Of the 21 drugs approved in 2010, there were 21 drugmakers to take credit. Not a single company earned more than one approval. From Pfizer to Bristol-Myers Squibb to Eli Lilly to Merck — all of whom were shut-out for approvals in 2010 — the FDA was an equal opportunity rejecter. Analysts estimate 2010’s lost sales due to the FDA’s delays ran upwards of $1 billion.
And the problem is not limited to medicines. The development of tools that tailor treatments to our individual needs are drowning in a sea of endless confusion. Tests and medical that can help detect and prevent disease and eliminate useless or even harmful care are ironically being held up in the name of ‘patient safety.’
Government policy writ large has now begun to stifle innovation in pharmaceuticals.

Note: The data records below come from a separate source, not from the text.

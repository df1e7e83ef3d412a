//! In-memory `CandidateStore` used by worker/orchestrator/reclaimer tests.
//! Mirrors the Postgres implementation's conditional-transition semantics.

use std::collections::HashMap;
use std::sync::Mutex;

use async_trait::async_trait;
use chrono::{DateTime, Utc};
use uuid::Uuid;

use crate::models::candidate::{
    AnalysisResult, AnalysisStatus, CandidateRecord, ResumeLocator, StatusCounts,
};
use crate::models::job::JobDescriptor;
use crate::store::{CandidateStore, StoreError};

#[derive(Default)]
pub struct MemoryCandidateStore {
    records: Mutex<HashMap<Uuid, CandidateRecord>>,
}

impl MemoryCandidateStore {
    pub fn new() -> Self {
        Self::default()
    }

    pub fn insert(&self, record: CandidateRecord) {
        self.records.lock().unwrap().insert(record.id, record);
    }

    pub fn snapshot(&self, id: Uuid) -> Option<CandidateRecord> {
        self.records.lock().unwrap().get(&id).cloned()
    }

    /// Convenience constructor for a pending candidate pointing at `file_path`.
    pub fn pending_candidate(id: Uuid, job_id: Uuid, file_path: &str, file_type: &str) -> CandidateRecord {
        CandidateRecord {
            id,
            job_id,
            resume: ResumeLocator {
                file_path: file_path.to_string(),
                file_type: file_type.to_string(),
            },
            analysis_status: AnalysisStatus::Pending,
            score: None,
            summary: None,
            detailed_analysis: None,
            skills: Vec::new(),
            processing_started_at: None,
            analyzed_at: None,
            job: JobDescriptor {
                title: "Backend Engineer".to_string(),
                description: "Build and operate APIs.".to_string(),
                requirements: "Rust, SQL, distributed systems.".to_string(),
            },
        }
    }
}

#[async_trait]
impl CandidateStore for MemoryCandidateStore {
    async fn get(&self, id: Uuid) -> Result<Option<CandidateRecord>, StoreError> {
        Ok(self.records.lock().unwrap().get(&id).cloned())
    }

    async fn claim_for_processing(&self, id: Uuid) -> Result<bool, StoreError> {
        let mut records = self.records.lock().unwrap();
        match records.get_mut(&id) {
            Some(r) if r.analysis_status == AnalysisStatus::Pending => {
                r.analysis_status = AnalysisStatus::Processing;
                r.processing_started_at = Some(Utc::now());
                Ok(true)
            }
            _ => Ok(false),
        }
    }

    async fn mark_completed(&self, id: Uuid, result: &AnalysisResult) -> Result<(), StoreError> {
        let mut records = self.records.lock().unwrap();
        if let Some(r) = records.get_mut(&id) {
            if r.analysis_status == AnalysisStatus::Processing {
                r.analysis_status = AnalysisStatus::Completed;
                r.score = Some(result.score);
                r.summary = Some(result.summary.clone());
                r.detailed_analysis = Some(result.analysis.clone());
                r.skills = result.skills.clone();
                r.analyzed_at = Some(Utc::now());
                r.processing_started_at = None;
            }
        }
        Ok(())
    }

    async fn mark_failed(
        &self,
        id: Uuid,
        summary: &str,
        analysis: &str,
    ) -> Result<(), StoreError> {
        let mut records = self.records.lock().unwrap();
        if let Some(r) = records.get_mut(&id) {
            if r.analysis_status == AnalysisStatus::Processing {
                r.analysis_status = AnalysisStatus::Failed;
                r.score = None;
                r.summary = Some(summary.to_string());
                r.detailed_analysis = Some(analysis.to_string());
                r.processing_started_at = None;
            }
        }
        Ok(())
    }

    async fn status_counts(&self, ids: &[Uuid]) -> Result<StatusCounts, StoreError> {
        let records = self.records.lock().unwrap();
        let mut counts = StatusCounts::default();
        for id in ids {
            if let Some(r) = records.get(id) {
                counts.bump(r.analysis_status);
            }
        }
        Ok(counts)
    }

    async fn reset_to_pending(&self, ids: &[Uuid]) -> Result<u64, StoreError> {
        let mut records = self.records.lock().unwrap();
        let mut reset = 0;
        for id in ids {
            if let Some(r) = records.get_mut(id) {
                r.analysis_status = AnalysisStatus::Pending;
                r.score = None;
                r.summary = None;
                r.detailed_analysis = None;
                r.skills.clear();
                r.analyzed_at = None;
                r.processing_started_at = None;
                reset += 1;
            }
        }
        Ok(reset)
    }

    async fn fail_stale_processing(
        &self,
        cutoff: DateTime<Utc>,
        diagnostic: &str,
    ) -> Result<u64, StoreError> {
        let mut records = self.records.lock().unwrap();
        let mut failed = 0;
        for r in records.values_mut() {
            if r.analysis_status == AnalysisStatus::Processing
                && r.processing_started_at.is_some_and(|t| t < cutoff)
            {
                r.analysis_status = AnalysisStatus::Failed;
                r.score = None;
                r.summary = Some(diagnostic.to_string());
                r.detailed_analysis = Some(diagnostic.to_string());
                r.processing_started_at = None;
                failed += 1;
            }
        }
        Ok(failed)
    }
}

ObamaCare levies tens of billions in taxes on new medical products through 2019. Comparative effectiveness studies required even after FDA approval as a condition for being added to Obamacare benefits, will delay progress too.
Even worse is that FDA regulators are beginning to consider the comparative effectiveness of products and as a result are raising the bar for approval.
Sound far-fetched? It isn’t. Consider the case of $8,000-per-month Avastin, an anti-cancer wonder drug that blocks blood flow to tumors. In 2007, the FDA granted accelerated approval for the use of Avastin for treatment of metastatic breast cancer. It was clear from the Avastin studies then that while many women would not benefit from the drug, a significant minority could live longer and with less pain. The FDA asked Avastin researchers to evaluate the drug’s risks and benefits on a larger group of patients with the same standards used to approve the drug in the first place. The study confirmed the 2007 results showing benefit to specific groups of women. But the FDA revoked Avastin’s approval for breast cancer treatment because it didn’t extend life on average.
This is not the first time the FDA has changed gears. It yanked Iressa, a lung cancer drug, after post-approval studies looking at average survival showed no benefit. Additional studies were done to identify subgroups and fine that patients with a certain genetic mutation lived longer. And last year researchers found that Iressa can prevent pancreatic cancer from coming back after other therapies stop it. Innovation is the result, not of a top-down decision, but by learning from actually using an invention. Taking products off the market therefore undermines medical progress in many cases.
As a result of the FDA’s slow-to-act review process, ObamaCare’s disproportionate taxation of pharmaceutical firms, and this recent Avastin decision, innovation is in a very precarious position. Most medical innovations come from start-ups with limited capital. For all the happy talk about supporting innovation and small businesses, the trifecta of government tactics is doing just the opposite. Just this month, the Director of the Tufts Center for the Study of Drug Development, Kenneth Kaitin, registered his concern: “The question remains whether developers can bring enough new drugs to market at the pace needed to remain financially viable.”
Meanwhile, China, India and Singapore are inviting America’s innovators to set up shop overseas. As the world’s leader — by far — in scientific research investment, the United States must change course and must do so immediately. Not only are we losing innovation, we are losing lives as well.
Dr. Robert Goldberg is co-founder and vice president of the Center for Medicine in the Public Interest. He is also author of the new book Tabloid Medicine: How the Internet is Being Used To Hijack Medical Science For Fear and Profit (Kaplan).